| Input |

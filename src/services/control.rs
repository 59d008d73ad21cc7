//! Entity control registry: `newPlayer`/`connectPlayer` claims and
//! `quitPlayer` releases.
//!
//! DESIGN
//! ======
//! The in-memory registry in [`AppState::controllers`] is the single source of
//! truth for who drives an entity. Claims are resolved under the registry's
//! write lock, so two racing claims on one entity serialize and the first one
//! wins. A connection drives at most one entity: an accepted claim releases
//! whatever else the claimant held, under the same lock. The store copy of
//! `hasController`/`controllerId` is written after the registry changes; a
//! failed write is logged and does not undo the claim.

#[cfg(test)]
#[path = "control_test.rs"]
mod tests;

use frames::{Collection, ControlClaim, ControlRelease, Data, EntityPatch};
use serde_json::Value;
use tracing::{debug, info, warn};

use crate::state::{AppState, ClientId, Controller, EntityKey};
use crate::store::DocKey;

/// Result of a control claim.
#[derive(Debug, Clone, PartialEq, Eq)]
pub enum ClaimOutcome {
    /// The requester now holds control. `released` lists the entities it
    /// gave up to take this one.
    Accepted { key: EntityKey, controller_id: ClientId, released: Vec<EntityKey> },
    /// Another connection already holds control.
    Rejected { key: EntityKey, holder: ClientId },
}

impl ClaimOutcome {
    #[must_use]
    pub fn key(&self) -> &EntityKey {
        match self {
            Self::Accepted { key, .. } | Self::Rejected { key, .. } => key,
        }
    }

    /// Authoritative control fields for the entity after this claim.
    #[must_use]
    pub fn patch(&self) -> EntityPatch {
        let (key, holder) = match self {
            Self::Accepted { key, controller_id, .. } => (key, controller_id),
            Self::Rejected { key, holder } => (key, holder),
        };
        EntityPatch::new(key.id.clone())
            .with_diagram(key.diagram_id.clone())
            .with_controller(Some(holder.clone()))
    }
}

/// Claim control of an entity for `client_id`. A claim without `diagramId`
/// targets the configured default diagram. Re-claiming an entity the client
/// already holds is accepted. An accepted claim releases every other entity
/// the client held.
pub async fn claim(state: &AppState, client_id: &str, claim: &ControlClaim) -> ClaimOutcome {
    let diagram_id = claim
        .diagram_id
        .clone()
        .unwrap_or_else(|| state.config.default_diagram_id.clone());
    let key = EntityKey::new(diagram_id, claim.id.clone());
    let remote_addr = state.remote_addr(client_id).await;

    let released: Vec<EntityKey> = {
        let mut controllers = state.controllers.write().await;
        if let Some(holder) = controllers.get(&key) {
            if holder.client_id != client_id {
                info!(%client_id, holder = %holder.client_id, id = %key.id, "control claim rejected");
                return ClaimOutcome::Rejected { key, holder: holder.client_id.clone() };
            }
        }
        let held: Vec<EntityKey> = controllers
            .iter()
            .filter(|(k, c)| c.client_id == client_id && **k != key)
            .map(|(k, _)| k.clone())
            .collect();
        for other in &held {
            controllers.remove(other);
        }
        controllers.insert(key.clone(), Controller { client_id: client_id.to_owned(), remote_addr });
        held
    };

    for other in &released {
        info!(%client_id, id = %other.id, "control handed over to new claim");
        persist(state, other, None).await;
    }
    info!(%client_id, id = %key.id, diagram_id = %key.diagram_id, "control claimed");
    persist(state, &key, Some(client_id)).await;
    ClaimOutcome::Accepted { key, controller_id: client_id.to_owned(), released }
}

/// Release control held by `client_id`. Returns the released key, or `None`
/// if the requester was not the holder.
pub async fn release(state: &AppState, client_id: &str, release: &ControlRelease) -> Option<EntityKey> {
    let diagram_id = release
        .diagram_id
        .clone()
        .unwrap_or_else(|| state.config.default_diagram_id.clone());
    let key = EntityKey::new(diagram_id, release.id.clone());

    {
        let mut controllers = state.controllers.write().await;
        match controllers.get(&key) {
            Some(holder) if holder.client_id == client_id => {
                controllers.remove(&key);
            }
            _ => {
                debug!(%client_id, id = %key.id, "release ignored; not the holder");
                return None;
            }
        }
    }

    info!(%client_id, id = %key.id, diagram_id = %key.diagram_id, "control released");
    persist(state, &key, None).await;
    Some(key)
}

/// Release everything `client_id` controls. Used when a connection closes.
pub async fn release_all(state: &AppState, client_id: &str) -> Vec<EntityKey> {
    let released: Vec<EntityKey> = {
        let mut controllers = state.controllers.write().await;
        let keys: Vec<EntityKey> = controllers
            .iter()
            .filter(|(_, c)| c.client_id == client_id)
            .map(|(k, _)| k.clone())
            .collect();
        for key in &keys {
            controllers.remove(key);
        }
        keys
    };

    for key in &released {
        persist(state, key, None).await;
    }
    if !released.is_empty() {
        info!(%client_id, count = released.len(), "released control on disconnect");
    }
    released
}

/// Patch broadcast when control over `key` ends.
#[must_use]
pub fn released_patch(key: &EntityKey) -> EntityPatch {
    EntityPatch::new(key.id.clone())
        .with_diagram(key.diagram_id.clone())
        .with_controller(None)
}

/// Write the control fields to the stored entity.
async fn persist(state: &AppState, key: &EntityKey, controller_id: Option<&str>) {
    let mut fields = Data::new();
    fields.insert("hasController".into(), Value::Bool(controller_id.is_some()));
    fields.insert(
        "controllerId".into(),
        controller_id.map_or(Value::Null, |id| Value::String(id.to_owned())),
    );

    let doc_key = DocKey::new(key.id.clone(), Some(key.diagram_id.clone()));
    match state.store.update_one(Collection::Entities, &doc_key, &fields).await {
        Ok(Some(_)) => {}
        Ok(None) => debug!(id = %key.id, "control target has no stored document"),
        Err(e) => warn!(id = %key.id, error = %e, "failed to persist control fields"),
    }
}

| Exercise details |
Return every entry exactly as given.

| Expected answer |
filename src/services/control.rs
repository 59d008d73ad21cc7
//! Entity control registry: `newPlayer`/`connectPlayer` claims and
//! `quitPlayer` releases.
//!
//! DESIGN
//! ======
//! The in-memory registry in [`AppState::controllers`] is the single source of
//! truth for who drives an entity. Claims are resolved under the registry's
//! write lock, so two racing claims on one entity serialize and the first one
//! wins. A connection drives at most one entity: an accepted claim releases
//! whatever else the claimant held, under the same lock. The store copy of
//! `hasController`/`controllerId` is written after the registry changes; a
//! failed write is logged and does not undo the claim.

#[cfg(test)]
#[path = "control_test.rs"]
mod tests;

use frames::{Collection, ControlClaim, ControlRelease, Data, EntityPatch};
use serde_json::Value;
use tracing::{debug, info, warn};

use crate::state::{AppState, ClientId, Controller, EntityKey};
use crate::store::DocKey;

/// Result of a control claim.
#[derive(Debug, Clone, PartialEq, Eq)]
pub enum ClaimOutcome {
    /// The requester now holds control. `released` lists the entities it
    /// gave up to take this one.
    Accepted { key: EntityKey, controller_id: ClientId, released: Vec<EntityKey> },
    /// Another connection already holds control.
    Rejected { key: EntityKey, holder: ClientId },
}

impl ClaimOutcome {
    #[must_use]
    pub fn key(&self) -> &EntityKey {
        match self {
            Self::Accepted { key, .. } | Self::Rejected { key, .. } => key,
        }
    }

    /// Authoritative control fields for the entity after this claim.
    #[must_use]
    pub fn patch(&self) -> EntityPatch {
        let (key, holder) = match self {
            Self::Accepted { key, controller_id, .. } => (key, controller_id),
            Self::Rejected { key, holder } => (key, holder),
        };
        EntityPatch::new(key.id.clone())
            .with_diagram(key.diagram_id.clone())
            .with_controller(Some(holder.clone()))
    }
}

/// Claim control of an entity for `client_id`. A claim without `diagramId`
/// targets the configured default diagram. Re-claiming an entity the client
/// already holds is accepted. An accepted claim releases every other entity
/// the client held.
pub async fn claim(state: &AppState, client_id: &str, claim: &ControlClaim) -> ClaimOutcome {
    let diagram_id = claim
        .diagram_id
        .clone()
        .unwrap_or_else(|| state.config.default_diagram_id.clone());
    let key = EntityKey::new(diagram_id, claim.id.clone());
    let remote_addr = state.remote_addr(client_id).await;

    let released: Vec<EntityKey> = {
        let mut controllers = state.controllers.write().await;
        if let Some(holder) = controllers.get(&key) {
            if holder.client_id != client_id {
                info!(%client_id, holder = %holder.client_id, id = %key.id, "control claim rejected");
                return ClaimOutcome::Rejected { key, holder: holder.client_id.clone() };
            }
        }
        let held: Vec<EntityKey> = controllers
            .iter()
            .filter(|(k, c)| c.client_id == client_id && **k != key)
            .map(|(k, _)| k.clone())
            .collect();
        for other in &held {
            controllers.remove(other);
        }
        controllers.insert(key.clone(), Controller { client_id: client_id.to_owned(), remote_addr });
        held
    };

    for other in &released {
        info!(%client_id, id = %other.id, "control handed over to new claim");
        persist(state, other, None).await;
    }
    info!(%client_id, id = %key.id, diagram_id = %key.diagram_id, "control claimed");
    persist(state, &key, Some(client_id)).await;
    ClaimOutcome::Accepted { key, controller_id: client_id.to_owned(), released }
}

/// Release control held by `client_id`. Returns the released key, or `None`
/// if the requester was not the holder.
pub async fn release(state: &AppState, client_id: &str, release: &ControlRelease) -> Option<EntityKey> {
    let diagram_id = release
        .diagram_id
        .clone()
        .unwrap_or_else(|| state.config.default_diagram_id.clone());
    let key = EntityKey::new(diagram_id, release.id.clone());

    {
        let mut controllers = state.controllers.write().await;
        match controllers.get(&key) {
            Some(holder) if holder.client_id == client_id => {
                controllers.remove(&key);
            }
            _ => {
                debug!(%client_id, id = %key.id, "release ignored; not the holder");
                return None;
            }
        }
    }

    info!(%client_id, id = %key.id, diagram_id = %key.diagram_id, "control released");
    persist(state, &key, None).await;
    Some(key)
}

/// Release everything `client_id` controls. Used when a connection closes.
pub async fn release_all(state: &AppState, client_id: &str) -> Vec<EntityKey> {
    let released: Vec<EntityKey> = {
        let mut controllers = state.controllers.write().await;
        let keys: Vec<EntityKey> = controllers
            .iter()
            .filter(|(_, c)| c.client_id == client_id)
            .map(|(k, _)| k.clone())
            .collect();
        for key in &keys {
            controllers.remove(key);
        }
        keys
    };

    for key in &released {
        persist(state, key, None).await;
    }
    if !released.is_empty() {
        info!(%client_id, count = released.len(), "released control on disconnect");
    }
    released
}

/// Patch broadcast when control over `key` ends.
#[must_use]
pub fn released_patch(key: &EntityKey) -> EntityPatch {
    EntityPatch::new(key.id.clone())
        .with_diagram(key.diagram_id.clone())
        .with_controller(None)
}

/// Write the control fields to the stored entity.
async fn persist(state: &AppState, key: &EntityKey, controller_id: Option<&str>) {
    let mut fields = Data::new();
    fields.insert("hasController".into(), Value::Bool(controller_id.is_some()));
    fields.insert(
        "controllerId".into(),
        controller_id.map_or(Value::Null, |id| Value::String(id.to_owned())),
    );

    let doc_key = DocKey::new(key.id.clone(), Some(key.diagram_id.clone()));
    match state.store.update_one(Collection::Entities, &doc_key, &fields).await {
        Ok(Some(_)) => {}
        Ok(None) => debug!(id = %key.id, "control target has no stored document"),
        Err(e) => warn!(id = %key.id, error = %e, "failed to persist control fields"),
    }
}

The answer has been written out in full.